Mengutip Flor Guzzanti dalam artikel Breaking the Mould: The Importance of Representation in Video Games, representasi kebudayaan tidak hanya menampilkan keberagaman dan inklusivitas dalam sebuah gim video. Lebih jauh, ia memberikan suara kepada masyarakat yang selama ini tidak terwakilkan (underrepresented) sejak lama. Melihat seorang karakter dalam gim video yang merefleksikan kebudayaan kita, menurut Guzzanti, akan memberikan sense of belonging dan validasi.

Max Caulfield dan Chloe Price, pasangan LGBTQ dalam gim Life is Strange yang berhasil menampilkan representasi kebudayaan dengan baik, courtesy of KOSU

Mewujudkan representasi kebudayaan juga dapat mendobrak penghalang dan stereotip budaya yang selama ini melekat dalam masyarakat. Masyarakat minoritas (termasuk masyarakat kulit berwarna dan perempuan), sering digambarkan sebagai inferior jika dibandingkan dengan masyarakat kulit putih. Pendekatan seperti ini, mengutip Lery dalam artikel Breaking Stereotypes: Gender Representation in Video Games, perlu dihancurkan, sehingga gim video dapat mewujudkan inklusivitas.

Sebagai contoh, menurut Chad Valdez dalam artikel Indigenous Representation in Video Games, penggambaran masyarakat asli Amerika (Native American) selama ini penuh dengan stereotio. Dalam gim Oregon Trail, sebagai salah satu contoh yang diusulkan Valdez, mereka digambarkan sebagai penjahat yang perlu dilawan. Pemain gim, yakni sebuah keluarga dalam perjalanan dari Independence ke Oregon untuk mencari penghidupan baru, memposisikan suku Indian sebagai salah satu penghalang yang mesti dicegah.

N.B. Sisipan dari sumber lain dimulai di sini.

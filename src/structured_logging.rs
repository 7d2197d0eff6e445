//! Per-action structured logging
//!
//! One logger per orchestrated action; every line carries the action id so a
//! whole build → sign → finality → parse sequence can be filtered out of the
//! log stream.

use crate::classifier::ParsedError;
use crate::observability::CorrelationId;
use crate::types::TransactionResult;

/// Structured logger for orchestration steps
#[derive(Debug, Clone)]
pub struct StructuredLogger {
    action_id: CorrelationId,
    action: &'static str,
}

impl StructuredLogger {
    pub fn new(action_id: CorrelationId, action: &'static str) -> Self {
        Self { action_id, action }
    }

    pub fn action_id(&self) -> &CorrelationId {
        &self.action_id
    }

    pub fn log_started(&self, sender: Option<&str>) {
        tracing::info!(
            action_id = %self.action_id,
            action = self.action,
            sender = ?sender,
            "Action started"
        );
    }

    pub fn log_call_built(&self, inputs: usize, commands: usize) {
        tracing::debug!(
            action_id = %self.action_id,
            action = self.action,
            inputs,
            commands,
            "Call built"
        );
    }

    pub fn log_signature_requested(&self, sender: &str) {
        tracing::info!(
            action_id = %self.action_id,
            action = self.action,
            sender = %sender,
            "Waiting for wallet approval"
        );
    }

    pub fn log_submitted(&self, digest: &str) {
        tracing::info!(
            action_id = %self.action_id,
            action = self.action,
            digest = %digest,
            "Transaction submitted, waiting for finality"
        );
    }

    pub fn log_finalized(&self, digest: &str, latency_ms: u64) {
        tracing::debug!(
            action_id = %self.action_id,
            action = self.action,
            digest = %digest,
            latency_ms,
            "Finality response received"
        );
    }

    pub fn log_step_failed(&self, step: &str, error: &ParsedError) {
        tracing::warn!(
            action_id = %self.action_id,
            action = self.action,
            step = %step,
            kind = %error.kind,
            can_retry = error.can_retry,
            "Action step failed"
        );
    }

    pub fn log_outcome(&self, result: &TransactionResult) {
        if result.success {
            tracing::info!(
                action_id = %self.action_id,
                action = self.action,
                digest = ?result.digest,
                object_id = ?result.object_id,
                events = result.events.len(),
                "Action succeeded"
            );
        } else {
            tracing::warn!(
                action_id = %self.action_id,
                action = self.action,
                digest = ?result.digest,
                error = ?result.error,
                "Action failed"
            );
        }
    }
}
//! Risk engine scenarios against a scripted upstream.

mod common;

use std::sync::Arc;

use chrono::Utc;
use tokenflow::entities::EntityRegistry;
use tokenflow::graph::FlowGraphEngine;
use tokenflow::risk::RiskEngine;
use tokenflow::storage::models::{Entity, EntityKind, FlagSeverity, RiskLevel};
use tokenflow::storage::{MemoryStore, Store};

use common::{transfer, ScriptedUpstream};

const MINT: &str = "EPjFWdd5AufqSSqeM2qN1xzybapC8G4wEGGkZwyTDt1v";

async fn engine_with(
    upstream: ScriptedUpstream,
    tagged: Vec<(&str, EntityKind)>,
) -> (RiskEngine, Arc<MemoryStore>) {
    let store = Arc::new(MemoryStore::new());
    for (address, kind) in tagged {
        store
            .upsert_entity(Entity {
                address: address.to_string(),
                entity_kind: kind,
                name: None,
                risk_level: RiskLevel::Critical,
                risk_score: 100,
                metadata: serde_json::json!({}),
            })
            .await
            .unwrap();
    }

    let store_dyn: Arc<dyn Store> = store.clone();
    let registry = Arc::new(EntityRegistry::new(Arc::clone(&store_dyn)));
    let source = Arc::new(upstream);
    let graph = Arc::new(FlowGraphEngine::new(
        source.clone(),
        Arc::clone(&registry),
        Arc::clone(&store_dyn),
    ));
    let engine = RiskEngine::new(source, registry, graph, store_dyn);
    (engine, store)
}

#[tokio::test]
async fn peel_chain_raises_the_score() {
    let now = Utc::now().timestamp();
    // Ratios 0.92, ~0.924, ~0.918: three consecutive peel hops.
    let upstream = ScriptedUpstream::new()
        .with_transfer(transfer("p1", "X1", "H1", MINT, 1000, now - 400))
        .with_transfer(transfer("p2", "X1", "H2", MINT, 920, now - 300))
        .with_transfer(transfer("p3", "X1", "H3", MINT, 850, now - 200))
        .with_transfer(transfer("p4", "X1", "H4", MINT, 780, now - 100));

    let (engine, store) = engine_with(upstream, vec![]).await;
    let assessment = engine.assess("X1", MINT).await.unwrap();

    assert!(assessment.risk_score >= 35);
    let peel = assessment
        .flags
        .iter()
        .find(|f| f.flag_type == "peel_chain")
        .expect("peel_chain flag");
    assert_eq!(peel.severity, FlagSeverity::Critical);
    assert_eq!(peel.details["chain_length"], 3);

    // The flag history was persisted.
    assert!(store
        .risk_flags_for("X1")
        .await
        .iter()
        .any(|f| f.flag_type == "peel_chain"));
}

#[tokio::test]
async fn direct_sanction_short_circuits_to_100() {
    let upstream = ScriptedUpstream::new();
    let (engine, _store) = engine_with(upstream, vec![("BAD1", EntityKind::Sanctioned)]).await;

    let assessment = engine.assess("BAD1", MINT).await.unwrap();
    assert_eq!(assessment.risk_score, 100);
    assert_eq!(assessment.risk_level, RiskLevel::Critical);
    assert_eq!(assessment.flags.len(), 1);
    assert_eq!(assessment.flags[0].flag_type, "sanctioned_direct");
}

#[tokio::test]
async fn sanctioned_counterparty_within_two_hops() {
    let now = Utc::now().timestamp();
    let upstream = ScriptedUpstream::new()
        .with_transfer(transfer("s1", "X2", "MID2", MINT, 500, now - 300))
        .with_transfer(transfer("s2", "MID2", "BAD2", MINT, 500, now - 200));

    let (engine, _store) = engine_with(upstream, vec![("BAD2", EntityKind::Sanctioned)]).await;
    let assessment = engine.assess("X2", MINT).await.unwrap();

    assert!(assessment.risk_score >= 50);
    assert!(assessment
        .flags
        .iter()
        .any(|f| f.flag_type == "sanctioned_proximity"));
}

#[tokio::test]
async fn mixer_proximity_flags_at_depth_two() {
    let now = Utc::now().timestamp();
    let upstream = ScriptedUpstream::new()
        .with_transfer(transfer("m1", "X3", "MID3", MINT, 500, now - 300))
        .with_transfer(transfer("m2", "MID3", "MIX3", MINT, 500, now - 200));

    let (engine, _store) = engine_with(upstream, vec![("MIX3", EntityKind::Mixer)]).await;
    let assessment = engine.assess("X3", MINT).await.unwrap();

    assert!(assessment.risk_score >= 40);
    let flag = assessment
        .flags
        .iter()
        .find(|f| f.flag_type == "mixer_proximity")
        .expect("mixer flag");
    assert_eq!(flag.severity, FlagSeverity::Critical);
}

#[tokio::test]
async fn mixer_three_hops_away_is_out_of_reach() {
    let now = Utc::now().timestamp();
    let upstream = ScriptedUpstream::new()
        .with_transfer(transfer("m1", "X4", "H1X", MINT, 500, now - 400))
        .with_transfer(transfer("m2", "H1X", "H2X", MINT, 500, now - 300))
        .with_transfer(transfer("m3", "H2X", "MIX4", MINT, 500, now - 200));

    let (engine, _store) = engine_with(upstream, vec![("MIX4", EntityKind::Mixer)]).await;
    let assessment = engine.assess("X4", MINT).await.unwrap();
    assert!(!assessment.flags.iter().any(|f| f.flag_type == "mixer_proximity"));
}

#[tokio::test]
async fn circular_flow_adds_a_warning_flag() {
    let now = Utc::now().timestamp();
    let upstream = ScriptedUpstream::new()
        .with_transfer(transfer("c1", "A10", "B10", MINT, 400, now - 300))
        .with_transfer(transfer("c2", "B10", "C10", MINT, 400, now - 200))
        .with_transfer(transfer("c3", "C10", "A10", MINT, 400, now - 100));

    let (engine, _store) = engine_with(upstream, vec![]).await;
    let assessment = engine.assess("A10", MINT).await.unwrap();

    assert!(assessment.risk_score >= 25);
    let flag = assessment
        .flags
        .iter()
        .find(|f| f.flag_type == "circular_flow")
        .expect("circular_flow flag");
    assert_eq!(flag.severity, FlagSeverity::Warning);
    assert_eq!(
        flag.details["addresses"],
        serde_json::json!(["A10", "B10", "C10", "A10"])
    );
}

#[tokio::test]
async fn high_velocity_is_flagged() {
    let now = Utc::now().timestamp();
    let hour_start = (now / 3600) * 3600;
    let mut upstream = ScriptedUpstream::new();
    for i in 0..120 {
        upstream.push(transfer(
            &format!("v{}", i),
            "X5",
            &format!("OUT{}", i),
            MINT,
            10,
            hour_start + (i % 3600),
        ));
    }

    let (engine, _store) = engine_with(upstream, vec![]).await;
    let assessment = engine.assess("X5", MINT).await.unwrap();

    assert!(assessment
        .flags
        .iter()
        .any(|f| f.flag_type == "high_velocity"));
    assert!(assessment.risk_score >= 20);
}

#[tokio::test]
async fn clean_address_scores_low_and_persists_entity_risk() {
    let now = Utc::now().timestamp();
    let upstream = ScriptedUpstream::new()
        .with_transfer(transfer("ok1", "X6", "Y6", MINT, 100, now - 300));

    let (engine, store) = engine_with(upstream, vec![]).await;
    let assessment = engine.assess("X6", MINT).await.unwrap();

    assert_eq!(assessment.risk_score, 0);
    assert_eq!(assessment.risk_level, RiskLevel::Low);
    assert!(assessment.flags.is_empty());

    // Outcome cached on the entity row.
    let entity = store.get_entity("X6").await.unwrap().expect("entity row");
    assert_eq!(entity.risk_score, 0);
}

#[tokio::test]
async fn score_composition_is_clamped_and_leveled() {
    let now = Utc::now().timestamp();
    // Sanctioned neighbor, mixer neighbor, peel chain and a cycle at once.
    let upstream = ScriptedUpstream::new()
        .with_transfer(transfer("z1", "X7", "BAD7", MINT, 1000, now - 900))
        .with_transfer(transfer("z2", "X7", "MIX7", MINT, 920, now - 800))
        .with_transfer(transfer("z3", "X7", "H7", MINT, 850, now - 700))
        .with_transfer(transfer("z4", "X7", "I7", MINT, 780, now - 600))
        .with_transfer(transfer("z5", "H7", "X7", MINT, 100, now - 500));

    let (engine, _store) = engine_with(
        upstream,
        vec![("BAD7", EntityKind::Sanctioned), ("MIX7", EntityKind::Mixer)],
    )
    .await;
    let assessment = engine.assess("X7", MINT).await.unwrap();

    // 50 + 40 + 35 (+25 for the X7->H7->X7 loop) clamps at 100.
    assert_eq!(assessment.risk_score, 100);
    assert_eq!(assessment.risk_level, RiskLevel::Critical);
    assert!(assessment.flags.len() >= 3);
}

Ratonhnhaké:ton (juga dikenal sebagai Connor), pria berdarah Kanien’kehá:ka yang menjadi protagonis dalam gim Assassins’s Creed 3, courtesy of TheGamer

Setelah masyarakat asli Amerika digambarkan sebagai kelompok yang jahat sepanjang abad ke-20, posisi tersebut mulai bergeser ke arah inklusivitas. Dengan mengambil contoh Prey (2006) dan Assassin’s Creed 3, Valdes berpendapat bahwa masyarakat asli Amerika mulai digambarkan dengan “representasi yang sangat menghargai mereka” (respectful representation). Kehadiran masyarakat asli Amerika sebagai protagonis, lengkap dengan segala dinamika mereka sebagai minoritas, merupakan contoh berharga dalam mewujudkan representasi kebudayaan melalui industri gim video.

Representasi Kebudayaan dalam Genshin Impact: Kasus Sumeru

Meski Genshin Impact dikembangkan oleh para pengembang dari Tiongkok, tuntutan akan representasi kebudayaan tetap menimpa mereka. Terlebih, gim tersebut tidak hanya dinikmati para gamers dari Tiongkok semata, tetapi juga dari seluruh dunia.

Tevyat, semesta yang menjadi setting perjalanan Traveler (baik Aether maupun Lumine) mencari keberadaan saudaranya, diciptakan berdasarkan beberapa kebudayaan besar di dunia. Beberapa negara di semesta tersebut, seperti Mondstadt, Liyue, dan Inazuma, mengambil referensi dari kebudayaan Jerman, Tiongkok, dan Jepang. Representasi kebudayaan tidak hanya dalam bidang karakter playable, tetapi juga dalam arsitektur bangunan, tradisi kehidupan para non-playable character (NPC), hingga area pinggiran.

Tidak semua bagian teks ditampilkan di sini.